Microsoft is announcing limited access to the AI ​​Neural Text-to-Speech AI

Microsoft recently announced limited access to the neural text-to-speech AI called Custom Neural Voice. The service allows developers to create custom synthetic voices.

The Custom Neural Voice is a Text-to-Speech (TTS) feature of Speech in Azure Cognitive Services that allows users to create one-of-a-kind synthetic voice for their brand. Since last year’s preview in September, the feature has helped several customers such as AT&T, Duolingo, Progressive, and Swisscom to develop branded speech solutions for their customers. The feature is universally available (GA), but customer access to Custom Neural Voice includes technical controls to prevent misuse of the service – they must apply for it.

Microsoft’s core Neural TTS technology for Custom Neural Voice has three main components: Text Analyzer, Neural Acoustic Model, and Neural Vocoder. The first part, Text Analyzer, is responsible for generating natural, synthetic language from text. The text is first typed into a Text Analyzer, which provides a telephone format (a basic unit of sound that distinguishes one word from another word in a particular language). Next, the phone series explains the pronunciation of the words given in the text, which goes into the Neural Acoustic Module to predict the acoustic features that interpret speech features, such as timbre, speech style, pace, sounds and emphasis patterns. And finally, the Neural Vocoder converts the acoustic properties into audible waves to generate synthetic speech.

Tural Neural voice models are trained using deep neural networks based on real voice recording samples. With Custom Neural Voice customization capability, customers can modify the Neural TTS engine to better their user settings. To accelerate normal neural voice, customers need an Azure account and membership. After that, after agreeing to use the feature, they can start a custom voice project, upload data, train, test, and use the voice module.
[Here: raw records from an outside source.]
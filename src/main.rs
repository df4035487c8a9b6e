//! SPDX-License-Identifier: MIT OR Apache-2.0
//!
//! # Countdown Appliance Firmware
//!
//! Joystick-edited `MM:SS.T` countdown on a 16x2 LCD, driven entirely from interrupts:
//! - **Hardware Module:** HAL setup and the collaborator implementations (`hardware.rs`).
//! - **USB Module:** Serial console mirroring the readout (`usb_module.rs`).
//! - **Appliance:** Shared state and handler logic (the `countdown_appliance` library).
//!
//! `TIMER0_IRQ_0` fires every 33 ms and runs the periodic dispatcher; `ADC_IRQ_FIFO` fires when
//! the conversion it started completes and moves the cursor. The main loop only sleeps.
//!
//! Target: Raspberry Pi Pico 2 (RP2350).

#![no_std]
#![no_main]

// --- Imports ---
use defmt::*;
use defmt_rtt as _;
use panic_probe as _;

use countdown_appliance::config::{adc, timing};
use countdown_appliance::{Appliance, Shared};

// --- Modules ---
mod hardware;
mod usb_module;

// --- HAL Selection ---
use rp235x_hal as hal;
use hal::entry;
use hal::fugit::ExtU32;
use hal::timer::Alarm;

// Select appropriate interrupt macro based on chip architecture
use rp235x_hal::pac::interrupt;

// --- Bootloader Configuration ---

#[unsafe(link_section = ".start_block")]
#[used]
pub static IMAGE_DEF: hal::block::ImageDef = hal::block::ImageDef::secure_exe();

// --- Shared State ---

/// Application state together with the peripherals its handlers drive.
struct Station {
    appliance: Appliance,
    board: hardware::Board,
}

static STATION: Shared<Station> = Shared::new();

/// Entry point.
#[entry]
fn main() -> ! {
    info!("Program start");

    // 1. Initialize Hardware Stack (Clocks, Alarm, Switches, ADC, LCD, USB)
    let mut board = hardware::init();

    // 2. Initialize Application State at 00:00.0, idle
    let appliance = Appliance::new();
    appliance.render(&mut board.display);

    // 3. Publish to Global State, then let the handlers run
    STATION.install(Station { appliance, board });
    hardware::enable_interrupts();

    // 4. Everything else happens in interrupt handlers
    loop {
        cortex_m::asm::wfi();
    }
}

// --- Interrupt Handlers ---

#[allow(non_snake_case)]
#[interrupt]
fn TIMER0_IRQ_0() {
    let rendered = STATION
        .with(|station| {
            let board = &mut station.board;
            board.alarm.clear_interrupt();
            if board.alarm.schedule(timing::OVERFLOW_PERIOD_US.micros()).is_err() {
                warn!("periodic alarm could not be re-armed");
            }

            let readout = station.appliance.on_timer_overflow(
                &mut board.adc,
                &mut board.buttons,
                &mut board.display,
            );
            readout.map(|readout| (readout, station.appliance.is_counting()))
        })
        .flatten();

    // Outside the station's critical section
    if let Some((readout, counting)) = rendered {
        usb_module::mirror(&readout, counting);
    }
}

#[allow(non_snake_case)]
#[interrupt]
fn ADC_IRQ_FIFO() {
    let Some(raw) = hardware::read_sample() else {
        return;
    };
    let sample = raw >> adc::SAMPLE_SHIFT;

    STATION.with(|station| {
        station
            .appliance
            .on_conversion_complete(sample, &mut station.board.display);
    });
}

// --- Metadata ---

#[unsafe(link_section = ".bi_entries")]
#[used]
pub static PICOTOOL_ENTRIES: [hal::binary_info::EntryAddr; 4] = [
    hal::binary_info::rp_cargo_bin_name!(),
    hal::binary_info::rp_cargo_version!(),
    hal::binary_info::rp_program_description!(c"Countdown Appliance"),
    hal::binary_info::rp_program_build_attribute!()
];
A number of usage cases enable customers to benefit from Custom Neural Voice, such as messenger service chat, voice assistants, online learning, audiobooks, public service notifications, and real-time translations. One earlier adopter,, wanted to create more engaging messenger experiences by building a voice assistant that specifically represents its brand. In a Microsoft Swiss news release, the author wrote:

Using the speech service, Swisscom has provided their customers with an intelligent, multilingual voice assistant, helping to improve customer experience and accelerate the process. digital change itself.

Qinying Liao, Microsoft ‘s chief program manager, described in an Azure AI blog post the benefits of benefiting from Custom Neural Voice:

Powered by this technology, Custom Neural Voice enables users to pick up real-time voices with just a small number of training boards. This new technology allows companies to use one-tenth of the effort traditionally required to prepare training data while at the same time significantly increasing the naturalness of synthetic speech production compared to traditional training methods.
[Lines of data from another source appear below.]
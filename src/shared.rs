//! Interrupt-shared ownership.

use core::cell::RefCell;
use critical_section::Mutex;

/// A value published once at start-up and then accessed from interrupt handlers.
///
/// Every access runs inside a critical section, which makes each handler invocation a single
/// transaction with respect to every other handler.
pub struct Shared<T> {
    inner: Mutex<RefCell<Option<T>>>,
}

impl<T> Shared<T> {
    pub const fn new() -> Self {
        Self {
            inner: Mutex::new(RefCell::new(None)),
        }
    }

    /// Publish the value. Call before unmasking the interrupts that use it.
    pub fn install(&self, value: T) {
        critical_section::with(|cs| {
            self.inner.borrow_ref_mut(cs).replace(value);
        });
    }

    /// Run `f` on the value inside a critical section.
    ///
    /// Returns `None` when nothing has been installed yet.
    pub fn with<R>(&self, f: impl FnOnce(&mut T) -> R) -> Option<R> {
        critical_section::with(|cs| self.inner.borrow_ref_mut(cs).as_mut().map(f))
    }
}

impl<T> Default for Shared<T> {
    fn default() -> Self {
        Self::new()
    }
}

#[cfg(test)]
mod tests {
    use super::*;

    #[test]
    fn empty_until_installed() {
        let shared: Shared<u32> = Shared::new();
        assert_eq!(shared.with(|value| *value), None);

        shared.install(7);
        assert_eq!(
            shared.with(|value| {
                *value += 1;
                *value
            }),
            Some(8)
        );
        assert_eq!(shared.with(|value| *value), Some(8));
    }

    #[test]
    fn static_publication() {
        static COUNTER: Shared<u8> = Shared::new();
        COUNTER.install(0);
        for _ in 0..3 {
            COUNTER.with(|count| *count += 1);
        }
        assert_eq!(COUNTER.with(|count| *count), Some(3));
    }
}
In addition, Holger Mueller, principal analyst and vice president at Constellation Research Inc., told InfoQ:

To make computers more human, speech is an important part, and in 2020 enterprises must move away from the artificial and ordinary voices, synthetic speech accents of the past. The cloud enables this level of personal creation of a personal voice experience – with access, cheap computing, and operational capability. It is therefore a widespread use issue across IaaS / PaaS players – and suitable for enterprises and their customers, and even employees as they gain more human experience.

Finally, in addition to the ability to customize TTS voice modules, Microsoft offers more than 200 cloud and custom voices covering 54 languages ​​and regions.